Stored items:
BEGIN

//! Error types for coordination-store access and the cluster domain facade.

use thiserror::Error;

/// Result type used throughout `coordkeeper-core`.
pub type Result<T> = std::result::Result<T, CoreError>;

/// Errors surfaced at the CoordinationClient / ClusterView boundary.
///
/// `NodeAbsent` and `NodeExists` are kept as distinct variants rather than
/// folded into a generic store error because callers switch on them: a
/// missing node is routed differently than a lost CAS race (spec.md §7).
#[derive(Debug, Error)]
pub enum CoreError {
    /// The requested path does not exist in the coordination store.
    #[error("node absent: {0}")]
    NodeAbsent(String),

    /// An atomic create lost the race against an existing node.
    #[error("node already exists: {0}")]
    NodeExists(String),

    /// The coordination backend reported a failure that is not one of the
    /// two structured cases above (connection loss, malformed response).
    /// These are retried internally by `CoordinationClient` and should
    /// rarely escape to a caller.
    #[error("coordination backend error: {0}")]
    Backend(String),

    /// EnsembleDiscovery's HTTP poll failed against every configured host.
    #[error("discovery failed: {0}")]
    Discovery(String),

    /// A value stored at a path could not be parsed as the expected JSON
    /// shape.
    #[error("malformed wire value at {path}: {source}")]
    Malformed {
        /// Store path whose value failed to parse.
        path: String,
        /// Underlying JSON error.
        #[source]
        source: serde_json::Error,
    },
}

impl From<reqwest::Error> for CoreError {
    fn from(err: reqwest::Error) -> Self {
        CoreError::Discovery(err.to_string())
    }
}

END
BEGIN

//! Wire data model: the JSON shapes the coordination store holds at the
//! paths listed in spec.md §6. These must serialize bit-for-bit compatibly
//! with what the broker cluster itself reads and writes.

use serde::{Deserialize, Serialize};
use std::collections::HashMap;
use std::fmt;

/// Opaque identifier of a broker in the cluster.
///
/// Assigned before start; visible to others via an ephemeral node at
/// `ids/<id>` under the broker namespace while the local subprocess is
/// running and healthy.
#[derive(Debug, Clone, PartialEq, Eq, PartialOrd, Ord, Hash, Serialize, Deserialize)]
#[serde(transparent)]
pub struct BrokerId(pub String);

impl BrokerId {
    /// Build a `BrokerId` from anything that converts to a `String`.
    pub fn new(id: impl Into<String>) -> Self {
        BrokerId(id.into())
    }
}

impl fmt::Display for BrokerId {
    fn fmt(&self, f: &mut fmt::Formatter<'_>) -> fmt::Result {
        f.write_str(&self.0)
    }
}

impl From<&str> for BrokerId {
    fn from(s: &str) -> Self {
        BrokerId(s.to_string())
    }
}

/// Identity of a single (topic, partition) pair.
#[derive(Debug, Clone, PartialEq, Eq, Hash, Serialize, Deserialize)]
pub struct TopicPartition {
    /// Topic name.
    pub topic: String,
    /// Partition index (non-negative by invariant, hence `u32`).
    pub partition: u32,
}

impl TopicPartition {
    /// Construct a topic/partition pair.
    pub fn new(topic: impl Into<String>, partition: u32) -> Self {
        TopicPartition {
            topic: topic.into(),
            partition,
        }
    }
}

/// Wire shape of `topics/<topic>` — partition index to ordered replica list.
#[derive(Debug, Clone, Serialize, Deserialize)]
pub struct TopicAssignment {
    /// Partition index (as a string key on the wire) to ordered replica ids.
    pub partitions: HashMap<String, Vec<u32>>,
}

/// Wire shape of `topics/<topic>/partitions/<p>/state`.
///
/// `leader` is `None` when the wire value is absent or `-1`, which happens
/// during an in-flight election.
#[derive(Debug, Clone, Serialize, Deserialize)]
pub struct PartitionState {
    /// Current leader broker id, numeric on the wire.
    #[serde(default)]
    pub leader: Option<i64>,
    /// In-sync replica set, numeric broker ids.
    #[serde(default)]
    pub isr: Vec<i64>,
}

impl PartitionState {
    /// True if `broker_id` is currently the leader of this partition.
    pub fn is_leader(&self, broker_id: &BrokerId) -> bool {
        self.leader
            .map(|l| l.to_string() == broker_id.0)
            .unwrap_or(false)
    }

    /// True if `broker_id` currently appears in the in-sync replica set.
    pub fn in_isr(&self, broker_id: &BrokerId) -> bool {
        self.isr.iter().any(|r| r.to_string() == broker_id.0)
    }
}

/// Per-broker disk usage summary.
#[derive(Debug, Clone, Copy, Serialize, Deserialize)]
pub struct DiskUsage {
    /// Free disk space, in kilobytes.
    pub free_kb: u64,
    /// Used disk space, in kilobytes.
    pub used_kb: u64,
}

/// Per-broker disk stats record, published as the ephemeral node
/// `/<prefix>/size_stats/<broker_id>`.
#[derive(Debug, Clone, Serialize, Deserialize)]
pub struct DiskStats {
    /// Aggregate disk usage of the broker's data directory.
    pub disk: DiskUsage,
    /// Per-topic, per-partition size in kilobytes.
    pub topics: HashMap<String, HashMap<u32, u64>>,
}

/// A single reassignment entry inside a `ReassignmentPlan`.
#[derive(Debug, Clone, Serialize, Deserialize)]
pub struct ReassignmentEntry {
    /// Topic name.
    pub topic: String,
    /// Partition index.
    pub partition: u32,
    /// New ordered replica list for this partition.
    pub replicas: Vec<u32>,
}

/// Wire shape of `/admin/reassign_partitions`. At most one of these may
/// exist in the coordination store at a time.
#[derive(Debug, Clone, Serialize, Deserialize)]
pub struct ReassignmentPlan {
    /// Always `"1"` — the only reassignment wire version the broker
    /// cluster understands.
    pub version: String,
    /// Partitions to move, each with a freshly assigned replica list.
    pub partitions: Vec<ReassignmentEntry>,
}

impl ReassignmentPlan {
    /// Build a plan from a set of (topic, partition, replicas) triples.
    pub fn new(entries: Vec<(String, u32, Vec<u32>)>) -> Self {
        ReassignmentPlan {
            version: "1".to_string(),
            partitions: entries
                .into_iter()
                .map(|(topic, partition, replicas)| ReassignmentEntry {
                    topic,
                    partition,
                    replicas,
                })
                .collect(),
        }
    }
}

END
BEGIN

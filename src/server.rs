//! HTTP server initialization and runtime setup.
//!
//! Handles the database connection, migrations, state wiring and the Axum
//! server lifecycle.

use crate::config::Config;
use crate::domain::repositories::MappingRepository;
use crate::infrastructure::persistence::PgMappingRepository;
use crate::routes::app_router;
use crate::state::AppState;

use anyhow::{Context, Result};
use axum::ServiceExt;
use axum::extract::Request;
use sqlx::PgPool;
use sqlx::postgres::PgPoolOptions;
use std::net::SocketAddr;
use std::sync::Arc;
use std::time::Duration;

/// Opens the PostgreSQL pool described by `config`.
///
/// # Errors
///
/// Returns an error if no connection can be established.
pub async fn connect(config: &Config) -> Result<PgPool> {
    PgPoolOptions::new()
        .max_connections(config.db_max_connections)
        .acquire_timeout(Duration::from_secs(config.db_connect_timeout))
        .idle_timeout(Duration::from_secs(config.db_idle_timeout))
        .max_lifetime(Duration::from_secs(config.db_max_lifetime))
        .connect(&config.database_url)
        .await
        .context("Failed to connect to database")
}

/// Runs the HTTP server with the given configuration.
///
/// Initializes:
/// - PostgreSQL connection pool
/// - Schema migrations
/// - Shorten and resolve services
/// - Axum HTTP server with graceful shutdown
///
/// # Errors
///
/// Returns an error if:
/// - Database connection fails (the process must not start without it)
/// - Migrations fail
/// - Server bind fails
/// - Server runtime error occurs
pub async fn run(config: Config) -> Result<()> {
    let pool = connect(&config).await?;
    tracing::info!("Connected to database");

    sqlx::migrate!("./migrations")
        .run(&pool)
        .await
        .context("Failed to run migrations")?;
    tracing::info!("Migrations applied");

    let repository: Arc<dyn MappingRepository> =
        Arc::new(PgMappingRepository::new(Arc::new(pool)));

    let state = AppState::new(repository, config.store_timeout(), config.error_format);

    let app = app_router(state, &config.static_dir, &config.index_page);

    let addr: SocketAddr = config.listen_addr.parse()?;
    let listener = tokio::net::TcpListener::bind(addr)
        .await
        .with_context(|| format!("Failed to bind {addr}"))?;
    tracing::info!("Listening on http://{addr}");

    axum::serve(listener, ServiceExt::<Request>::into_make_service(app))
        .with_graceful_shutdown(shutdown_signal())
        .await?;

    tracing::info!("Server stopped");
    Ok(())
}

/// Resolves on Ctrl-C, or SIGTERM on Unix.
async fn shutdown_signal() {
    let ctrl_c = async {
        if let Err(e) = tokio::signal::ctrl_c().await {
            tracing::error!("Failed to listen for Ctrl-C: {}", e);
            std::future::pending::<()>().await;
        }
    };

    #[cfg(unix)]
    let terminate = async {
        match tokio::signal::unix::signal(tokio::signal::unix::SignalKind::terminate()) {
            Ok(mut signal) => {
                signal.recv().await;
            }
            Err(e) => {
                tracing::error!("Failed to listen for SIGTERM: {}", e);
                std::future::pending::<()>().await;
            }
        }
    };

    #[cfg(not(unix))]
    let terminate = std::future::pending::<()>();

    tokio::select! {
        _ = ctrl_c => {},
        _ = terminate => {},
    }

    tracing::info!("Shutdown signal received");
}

END

Goal of the exercise
Among the records above, extract exactly the lines from the line with "PostgreSQL connection pool" to the line with "let pool = connect(&config).await?;", both lines included, and leave out the rest.

Task output
/// - PostgreSQL connection pool
/// - Schema migrations
/// - Shorten and resolve services
/// - Axum HTTP server with graceful shutdown
///
/// # Errors
///
/// Returns an error if:
/// - Database connection fails (the process must not start without it)
/// - Migrations fail
/// - Server bind fails
/// - Server runtime error occurs
pub async fn run(config: Config) -> Result<()> {
    let pool = connect(&config).await?;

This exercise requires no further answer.